DATA IN THIS EXERCISE START

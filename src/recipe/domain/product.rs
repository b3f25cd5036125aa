//! Product aggregate: a sellable item with its own process route.

use super::{ProductId, RawMaterialRequirement, RecipeDomainError, RecipeStep, StepId};
use chrono::{DateTime, Utc};
use mockable::Clock;
use serde::{Deserialize, Serialize};

/// Authored, versioned product definition.
///
/// A product carries its own step route and raw-material requirements, just
/// like a recipe; a project line freezes exactly one of the two.
#[derive(Debug, Clone, PartialEq, Eq, Serialize, Deserialize)]
pub struct Product {
    id: ProductId,
    name: String,
    version: u32,
    steps: Vec<RecipeStep>,
    raw_materials: Vec<RawMaterialRequirement>,
    created_at: DateTime<Utc>,
    updated_at: DateTime<Utc>,
}

impl Product {
    /// Creates a product at version 1.
    ///
    /// # Errors
    ///
    /// Returns [`RecipeDomainError::EmptyDefinitionName`] when the name is
    /// empty after trimming.
    pub fn new(
        name: impl Into<String>,
        steps: Vec<RecipeStep>,
        raw_materials: Vec<RawMaterialRequirement>,
        clock: &impl Clock,
    ) -> Result<Self, RecipeDomainError> {
        let name = name.into();
        if name.trim().is_empty() {
            return Err(RecipeDomainError::EmptyDefinitionName);
        }
        let timestamp = clock.utc();
        Ok(Self {
            id: ProductId::new(),
            name,
            version: 1,
            steps,
            raw_materials,
            created_at: timestamp,
            updated_at: timestamp,
        })
    }

    /// Returns the product identifier.
    #[must_use]
    pub const fn id(&self) -> ProductId {
        self.id
    }

    /// Returns the product name.
    #[must_use]
    pub fn name(&self) -> &str {
        &self.name
    }

    /// Returns the version number.
    #[must_use]
    pub const fn version(&self) -> u32 {
        self.version
    }

    /// Returns the ordered step definitions.
    #[must_use]
    pub fn steps(&self) -> &[RecipeStep] {
        &self.steps
    }

    /// Returns the raw-material requirements.
    #[must_use]
    pub fn raw_materials(&self) -> &[RawMaterialRequirement] {
        &self.raw_materials
    }

    /// Returns the creation timestamp.
    #[must_use]
    pub const fn created_at(&self) -> DateTime<Utc> {
        self.created_at
    }

    /// Returns the latest edit timestamp.
    #[must_use]
    pub const fn updated_at(&self) -> DateTime<Utc> {
        self.updated_at
    }

    /// Looks up a step by identifier.
    #[must_use]
    pub fn step_by_id(&self, step_id: StepId) -> Option<&RecipeStep> {
        self.steps.iter().find(|step| step.id() == step_id)
    }
}
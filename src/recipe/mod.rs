//! Authored master data for manufacturing: recipes, products, and steps.
//!
//! A recipe (or product) is an ordered, dependency-constrained set of
//! manufacturing steps. This context owns authoring-time validation of the
//! step dependency graph and the deterministic topological ordering that the
//! rest of the system executes against. The module follows hexagonal
//! architecture:
//!
//! - Domain types in [`domain`]
//! - Port contracts in [`ports`]
//! - Adapter implementations in [`adapters`]
//! - Orchestration services in [`services`]

pub mod adapters;
pub mod domain;
pub mod ports;
pub mod services;

#[cfg(test)]
mod tests;
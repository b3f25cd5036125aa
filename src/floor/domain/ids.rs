//! Identifier and validated scalar types for the floor task domain.

use serde::{Deserialize, Serialize};
use std::fmt;
use uuid::Uuid;

/// Unique identifier for a floor task record.
#[derive(Debug, Clone, Copy, PartialEq, Eq, Hash, Serialize, Deserialize)]
#[serde(transparent)]
pub struct TaskId(Uuid);

impl TaskId {
    /// Creates a new random task identifier.
    #[must_use]
    pub fn new() -> Self {
        Self(Uuid::new_v4())
    }

    /// Creates a task identifier from an existing UUID.
    #[must_use]
    pub const fn from_uuid(uuid: Uuid) -> Self {
        Self(uuid)
    }

    /// Returns the wrapped UUID.
    #[must_use]
    pub const fn into_inner(self) -> Uuid {
        self.0
    }
}

impl Default for TaskId {
    fn default() -> Self {
        Self::new()
    }
}

impl fmt::Display for TaskId {
    fn fmt(&self, f: &mut fmt::Formatter<'_>) -> fmt::Result {
        write!(f, "{}", self.0)
    }
}

/// Identifier of the authenticated worker executing a task.
///
/// Supplied by the identity collaborator; the core trusts it as given.
#[derive(Debug, Clone, Copy, PartialEq, Eq, Hash, Serialize, Deserialize)]
#[serde(transparent)]
pub struct WorkerId(Uuid);

impl WorkerId {
    /// Creates a new random worker identifier.
    #[must_use]
    pub fn new() -> Self {
        Self(Uuid::new_v4())
    }

    /// Creates a worker identifier from an existing UUID.
    #[must_use]
    pub const fn from_uuid(uuid: Uuid) -> Self {
        Self(uuid)
    }

    /// Returns the wrapped UUID.
    #[must_use]
    pub const fn into_inner(self) -> Uuid {
        self.0
    }
}

impl Default for WorkerId {
    fn default() -> Self {
        Self::new()
    }
}

impl fmt::Display for WorkerId {
    fn fmt(&self, f: &mut fmt::Formatter<'_>) -> fmt::Result {
        write!(f, "{}", self.0)
    }
}

/// Identifier of the concrete device a task runs on.
#[derive(Debug, Clone, Copy, PartialEq, Eq, Hash, Serialize, Deserialize)]
#[serde(transparent)]
pub struct DeviceId(Uuid);

impl DeviceId {
    /// Creates a new random device identifier.
    #[must_use]
    pub fn new() -> Self {
        Self(Uuid::new_v4())
    }

    /// Creates a device identifier from an existing UUID.
    #[must_use]
    pub const fn from_uuid(uuid: Uuid) -> Self {
        Self(uuid)
    }

    /// Returns the wrapped UUID.
    #[must_use]
    pub const fn into_inner(self) -> Uuid {
        self.0
    }
}

impl Default for DeviceId {
    fn default() -> Self {
        Self::new()
    }
}

impl fmt::Display for DeviceId {
    fn fmt(&self, f: &mut fmt::Formatter<'_>) -> fmt::Result {
        write!(f, "{}", self.0)
    }
}

/// Completion percentage of a task, clamped to 0 to 100.
#[derive(
    Debug, Clone, Copy, PartialEq, Eq, PartialOrd, Ord, Hash, Serialize, Deserialize,
)]
#[serde(transparent)]
pub struct Progress(u8);

impl Progress {
    /// No progress recorded.
    pub const ZERO: Self = Self(0);

    /// Fully complete.
    pub const COMPLETE: Self = Self(100);

    /// Creates a progress value, clamping anything above 100.
    #[must_use]
    pub const fn clamped(value: u8) -> Self {
        if value > 100 { Self(100) } else { Self(value) }
    }

    /// Returns the underlying percentage.
    #[must_use]
    pub const fn value(self) -> u8 {
        self.0
    }
}

impl Default for Progress {
    fn default() -> Self {
        Self::ZERO
    }
}

impl fmt::Display for Progress {
    fn fmt(&self, f: &mut fmt::Formatter<'_>) -> fmt::Result {
        write!(f, "{}%", self.0)
    }
}
//! Application services for recipe master data.

mod authoring;
mod ordering;

pub use authoring::{AuthoringError, AuthoringResult, RecipeAuthoringService};
pub use ordering::{DependencyOrderService, OrderingError, OrderingResult};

DATA IN THIS EXERCISE END

[REQUIRED WORK] Please find the lines in the data that contain the word "ProductId" and copy them.

[OUTPUT BELOW]
use super::{ProductId, RawMaterialRequirement, RecipeDomainError, RecipeStep, StepId};
    id: ProductId,
            id: ProductId::new(),
    pub const fn id(&self) -> ProductId {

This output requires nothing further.